THE PROBLEM:
From the line with "address it yields." to the line with "let listener = socket.listen(backlog).map_err(bind_err)?;", retype every line exactly, including those two, and leave out the rest of the data below.

*** MATERIAL PROVIDED ***

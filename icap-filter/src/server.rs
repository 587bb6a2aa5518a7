//! # ICAP filter server.
//!
//! The server owns one listening socket and spawns one worker task per
//! accepted connection. Workers share nothing mutable besides the read-only
//! [`ServiceOptions`] and a shutdown flag. The server:
//!
//! - Answers `OPTIONS` itself from [`ServiceOptions`];
//! - Hands every parsed `REQMOD`/`RESPMOD` to one external handler and writes
//!   back the [`Response`] it returns, if any;
//! - Frames messages by their own `Encapsulated` offsets ([`FrameMode::Delimited`]),
//!   or by the legacy short-read heuristic ([`FrameMode::ShortRead`]);
//! - Drops malformed messages without closing the connection;
//! - Can limit concurrent connections via a semaphore, refusing the excess
//!   with an early `503`;
//! - Stops accepting and winds down workers when its [`ShutdownHandle`] fires.
//!
//! ## Quick example
//!
//! ```rust,no_run
//! use std::sync::Arc;
//! use icap_filter::{ConnectionInfo, Method, Request, Response, Server, ServiceOptions};
//! use icap_filter::error::IcapResult;
//!
//! #[tokio::main]
//! async fn main() -> IcapResult<()> {
//!     let server = Server::builder()
//!         .bind("127.0.0.1:1344")
//!         .with_options(
//!             ServiceOptions::new("Filter Service", "filter-1.0")
//!                 .with_methods([Method::ReqMod, Method::RespMod]),
//!         )
//!         .with_handler(|_conn: ConnectionInfo, _req: Arc<Request>| async move {
//!             Ok(Some(Response::no_content()))
//!         })
//!         .with_max_connections(128)
//!         .build()
//!         .await?;
//!
//!     let shutdown = server.shutdown_handle();
//!     tokio::spawn(async move {
//!         let _ = tokio::signal::ctrl_c().await;
//!         shutdown.shutdown();
//!     });
//!     server.run().await
//! }
//! ```

mod connection;
pub mod options;

use std::future::Future;
use std::io;
use std::net::SocketAddr;
use std::pin::Pin;
use std::sync::Arc;
use std::time::Duration;

use tokio::io::AsyncWriteExt;
use tokio::net::{TcpListener, TcpSocket, TcpStream};
use tokio::sync::{Semaphore, watch};
use tracing::{debug, error, info, trace, warn};

use crate::error::{Error, IcapResult};
use crate::parser::{NoopObserver, ParseObserver};
use crate::request::Request;
use crate::response::{Response, StatusCode};
use crate::{DEFAULT_CHUNK_SIZE, MAX_FRAME_BYTES};
pub use options::ServiceOptions;

/// Default listen backlog.
pub const DEFAULT_BACKLOG: u32 = 512;
/// Default idle/read timeout of a connection.
pub const DEFAULT_READ_TIMEOUT: Duration = Duration::from_secs(60);
/// Pause after a transient accept error.
const ACCEPT_BACKOFF: Duration = Duration::from_millis(5);

/// Future returned by a request handler.
pub type HandlerFuture = Pin<Box<dyn Future<Output = IcapResult<Option<Response>>> + Send>>;

/// Type-erased request handler.
type RequestHandler = Arc<dyn Fn(ConnectionInfo, Arc<Request>) -> HandlerFuture + Send + Sync>;

/// How a worker decides where one message ends.
#[derive(Debug, Clone, Copy, PartialEq, Eq, Default)]
pub enum FrameMode {
    /// Header block, then the `Encapsulated` offsets, then the chunked body
    /// through its zero-size terminator.
    #[default]
    Delimited,
    /// A read shorter than the chunk size ends the frame.
    ShortRead,
}

/// Identity of an accepted connection, passed to the handler.
#[derive(Debug, Clone, Copy, PartialEq, Eq)]
pub struct ConnectionInfo {
    /// Sequence number, unique per server.
    pub id: u64,
    pub peer_addr: SocketAddr,
    pub local_addr: SocketAddr,
}

/// Cloneable trigger for a graceful stop.
///
/// Firing it makes [`Server::run`] return `Ok(())` and makes every worker
/// close its connection at its next read.
#[derive(Debug, Clone)]
pub struct ShutdownHandle {
    tx: Arc<watch::Sender<bool>>,
}

impl ShutdownHandle {
    pub fn shutdown(&self) {
        self.tx.send_replace(true);
    }

    pub fn is_shutdown(&self) -> bool {
        *self.tx.borrow()
    }
}

/// Settings every worker reads.
pub(crate) struct Shared {
    pub(crate) options: ServiceOptions,
    pub(crate) handler: RequestHandler,
    pub(crate) observer: Arc<dyn ParseObserver>,
    pub(crate) read_timeout: Duration,
    pub(crate) chunk_size: usize,
    pub(crate) max_frame_bytes: usize,
    pub(crate) frame_mode: FrameMode,
}

/// ICAP server.
///
/// Use [`Server::builder`] to construct and [`Server::run`] to serve.
pub struct Server {
    listener: TcpListener,
    shared: Arc<Shared>,
    conn_limit: Option<Arc<Semaphore>>,
    shutdown_tx: Arc<watch::Sender<bool>>,
}

impl Server {
    /// Create a new [`ServerBuilder`].
    pub fn builder() -> ServerBuilder {
        ServerBuilder::new()
    }

    /// Address the listener is bound to (useful with port `0`).
    pub fn local_addr(&self) -> IcapResult<SocketAddr> {
        Ok(self.listener.local_addr()?)
    }

    pub fn shutdown_handle(&self) -> ShutdownHandle {
        ShutdownHandle {
            tx: Arc::clone(&self.shutdown_tx),
        }
    }

    pub fn options(&self) -> &ServiceOptions {
        &self.shared.options
    }

    /// Accept loop.
    ///
    /// - Returns `Ok(())` once the shutdown handle fires.
    /// - Returns [`Error::Accept`] on a non-transient accept failure; the
    ///   listener is closed and no further connections are taken.
    /// - Transient failures (no connection pending, interrupted, aborted or
    ///   reset handshakes) back off briefly and retry.
    /// - With a connection limit, an over-limit connection gets an early
    ///   `503 Service Unavailable` and is closed.
    pub async fn run(self) -> IcapResult<()> {
        let local_addr = self.listener.local_addr()?;
        info!(addr=%local_addr, istag=%self.shared.options.istag, "ICAP server started");

        let mut shutdown = self.shutdown_tx.subscribe();
        let mut next_id: u64 = 0;

        loop {
            if *shutdown.borrow_and_update() {
                break;
            }

            let accepted = tokio::select! {
                _ = shutdown.changed() => continue,
                res = self.listener.accept() => res,
            };

            let (socket, peer_addr) = match accepted {
                Ok(pair) => pair,
                Err(e) if is_transient_accept_error(&e) => {
                    trace!(error=%e, "transient accept error, backing off");
                    tokio::time::sleep(ACCEPT_BACKOFF).await;
                    continue;
                }
                Err(e) => {
                    error!(error=%e, "accept failed, stopping listener");
                    return Err(Error::Accept(e));
                }
            };

            next_id += 1;
            let conn = ConnectionInfo {
                id: next_id,
                peer_addr,
                local_addr,
            };
            debug!(conn = conn.id, client=%peer_addr, "new connection");

            let permit = match &self.conn_limit {
                Some(sem) => match Arc::clone(sem).try_acquire_owned() {
                    Ok(p) => Some(p),
                    Err(_) => {
                        warn!(client=%peer_addr, "refusing connection: too many concurrent connections");
                        let istag = self.shared.options.istag.clone();
                        tokio::spawn(refuse_connection(socket, peer_addr, istag));
                        continue;
                    }
                },
                None => None,
            };

            let shared = Arc::clone(&self.shared);
            let shutdown_rx = self.shutdown_tx.subscribe();
            tokio::spawn(async move {
                let _permit = permit;
                if let Err(e) = connection::serve(socket, conn, shared, shutdown_rx).await {
                    warn!(conn = conn.id, client=%conn.peer_addr, error=%e, "connection ended with error");
                }
                debug!(conn = conn.id, "connection closed");
            });
        }

        info!(addr=%local_addr, "ICAP server stopped");
        Ok(())
    }
}

fn is_transient_accept_error(e: &io::Error) -> bool {
    matches!(
        e.kind(),
        io::ErrorKind::WouldBlock
            | io::ErrorKind::Interrupted
            | io::ErrorKind::ConnectionAborted
            | io::ErrorKind::ConnectionReset
    )
}

/// Early `503` for a connection over the limit: send, drain what the peer
/// already sent, close.
async fn refuse_connection(mut socket: TcpStream, peer_addr: SocketAddr, istag: String) {
    let resp = Response::new(StatusCode::ServiceUnavailable503)
        .add_header("Connection", "close")
        .add_header("Encapsulated", "null-body=0");

    if let Err(e) = socket.write_all(&resp.to_raw(&istag)).await {
        warn!(client=%peer_addr, error=%e, "failed to send 503");
        return;
    }

    let mut tmp = [0u8; 1024];
    loop {
        match socket.try_read(&mut tmp) {
            Ok(0) => break,
            Ok(_) => continue,
            Err(_) => break,
        }
    }
    let _ = socket.shutdown().await;
}

/// Builder for [`Server`].
pub struct ServerBuilder {
    bind_addr: Option<String>,
    backlog: u32,
    max_connections: Option<usize>,
    read_timeout: Duration,
    chunk_size: usize,
    max_frame_bytes: usize,
    frame_mode: FrameMode,
    options: ServiceOptions,
    handler: Option<RequestHandler>,
    observer: Arc<dyn ParseObserver>,
}

impl ServerBuilder {
    pub fn new() -> Self {
        Self {
            bind_addr: None,
            backlog: DEFAULT_BACKLOG,
            max_connections: None,
            read_timeout: DEFAULT_READ_TIMEOUT,
            chunk_size: DEFAULT_CHUNK_SIZE,
            max_frame_bytes: MAX_FRAME_BYTES,
            frame_mode: FrameMode::default(),
            options: ServiceOptions::default(),
            handler: None,
            observer: Arc::new(NoopObserver),
        }
    }

    /// Set the bind address, e.g. `"127.0.0.1:1344"`.
    pub fn bind(mut self, addr: &str) -> Self {
        self.bind_addr = Some(addr.to_string());
        self
    }

    pub fn with_backlog(mut self, backlog: u32) -> Self {
        self.backlog = backlog;
        self
    }

    /// Limit the number of concurrent connections.
    ///
    /// Also advertised as `Max-Connections` unless the options set it.
    pub fn with_max_connections(mut self, n: usize) -> Self {
        self.max_connections = Some(n.max(1));
        self
    }

    /// Close a connection when a single read waits longer than this.
    pub fn with_read_timeout(mut self, timeout: Duration) -> Self {
        self.read_timeout = timeout;
        self
    }

    /// Size of one socket read.
    pub fn with_chunk_size(mut self, size: usize) -> Self {
        self.chunk_size = size;
        self
    }

    /// Frames growing past this are discarded.
    pub fn with_max_frame_bytes(mut self, size: usize) -> Self {
        self.max_frame_bytes = size;
        self
    }

    pub fn with_frame_mode(mut self, mode: FrameMode) -> Self {
        self.frame_mode = mode;
        self
    }

    pub fn with_options(mut self, options: ServiceOptions) -> Self {
        self.options = options;
        self
    }

    /// Register the handler for `REQMOD`/`RESPMOD`.
    ///
    /// `Ok(None)` sends nothing. An `Err` or a panic is logged and nothing is
    /// sent; the connection stays open.
    pub fn with_handler<F, Fut>(mut self, handler: F) -> Self
    where
        F: Fn(ConnectionInfo, Arc<Request>) -> Fut + Send + Sync + 'static,
        Fut: Future<Output = IcapResult<Option<Response>>> + Send + 'static,
    {
        let h: RequestHandler =
            Arc::new(move |conn: ConnectionInfo, req: Arc<Request>| -> HandlerFuture {
                Box::pin(handler(conn, req))
            });
        self.handler = Some(h);
        self
    }

    pub fn with_observer<O>(mut self, observer: O) -> Self
    where
        O: ParseObserver + 'static,
    {
        self.observer = Arc::new(observer);
        self
    }

    /// Validate settings, bind the listener and create a [`Server`].
    ///
    /// Without a handler, modification requests are answered with
    /// `204 No Content`.
    pub async fn build(self) -> IcapResult<Server> {
        let mut options = self.options;
        options.validate()?;
        if self.chunk_size == 0 {
            return Err(Error::configuration("chunk size must be positive"));
        }
        if self.max_frame_bytes < self.chunk_size {
            return Err(Error::configuration(
                "maximum frame size must be at least one chunk",
            ));
        }
        if self.read_timeout.is_zero() {
            return Err(Error::configuration("read timeout must be positive"));
        }
        if let (Some(n), None) = (self.max_connections, options.max_connections) {
            options.max_connections = Some(n);
        }

        let bind_addr = self
            .bind_addr
            .unwrap_or_else(|| "127.0.0.1:1344".to_string());
        let listener = bind_listener(&bind_addr, self.backlog).await?;

        let handler = match self.handler {
            Some(h) => h,
            None => {
                let h: RequestHandler = Arc::new(|_: ConnectionInfo, _: Arc<Request>| -> HandlerFuture {
                    Box::pin(async { Ok(Some(Response::no_content())) })
                });
                h
            }
        };

        let (shutdown_tx, _) = watch::channel(false);

        Ok(Server {
            listener,
            shared: Arc::new(Shared {
                options,
                handler,
                observer: self.observer,
                read_timeout: self.read_timeout,
                chunk_size: self.chunk_size,
                max_frame_bytes: self.max_frame_bytes,
                frame_mode: self.frame_mode,
            }),
            conn_limit: self.max_connections.map(|n| Arc::new(Semaphore::new(n))),
            shutdown_tx: Arc::new(shutdown_tx),
        })
    }
}

impl Default for ServerBuilder {
    fn default() -> Self {
        Self::new()
    }
}

/// Resolve `addr` and listen on the first address it yields.
async fn bind_listener(addr: &str, backlog: u32) -> IcapResult<TcpListener> {
    let bind_err = |source: io::Error| Error::Bind {
        addr: addr.to_string(),
        source,
    };

    let sock_addr = tokio::net::lookup_host(addr)
        .await
        .map_err(bind_err)?
        .next()
        .ok_or_else(|| {
            bind_err(io::Error::new(
                io::ErrorKind::AddrNotAvailable,
                "address resolved to nothing",
            ))
        })?;

    let socket = if sock_addr.is_ipv4() {
        TcpSocket::new_v4()
    } else {
        TcpSocket::new_v6()
    }
    .map_err(bind_err)?;

    #[cfg(unix)]
    socket.set_reuseaddr(true).map_err(bind_err)?;
    socket.bind(sock_addr).map_err(bind_err)?;
    let listener = socket.listen(backlog).map_err(bind_err)?;
    debug!(addr=%sock_addr, backlog, "listener bound");
    Ok(listener)
}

*** End of MATERIAL PROVIDED ***

ANSWER SECTION:
/// Resolve `addr` and listen on the first address it yields.
async fn bind_listener(addr: &str, backlog: u32) -> IcapResult<TcpListener> {
    let bind_err = |source: io::Error| Error::Bind {
        addr: addr.to_string(),
        source,
    };

    let sock_addr = tokio::net::lookup_host(addr)
        .await
        .map_err(bind_err)?
        .next()
        .ok_or_else(|| {
            bind_err(io::Error::new(
                io::ErrorKind::AddrNotAvailable,
                "address resolved to nothing",
            ))
        })?;

    let socket = if sock_addr.is_ipv4() {
        TcpSocket::new_v4()
    } else {
        TcpSocket::new_v6()
    }
    .map_err(bind_err)?;

    #[cfg(unix)]
    socket.set_reuseaddr(true).map_err(bind_err)?;
    socket.bind(sock_addr).map_err(bind_err)?;
    let listener = socket.listen(backlog).map_err(bind_err)?;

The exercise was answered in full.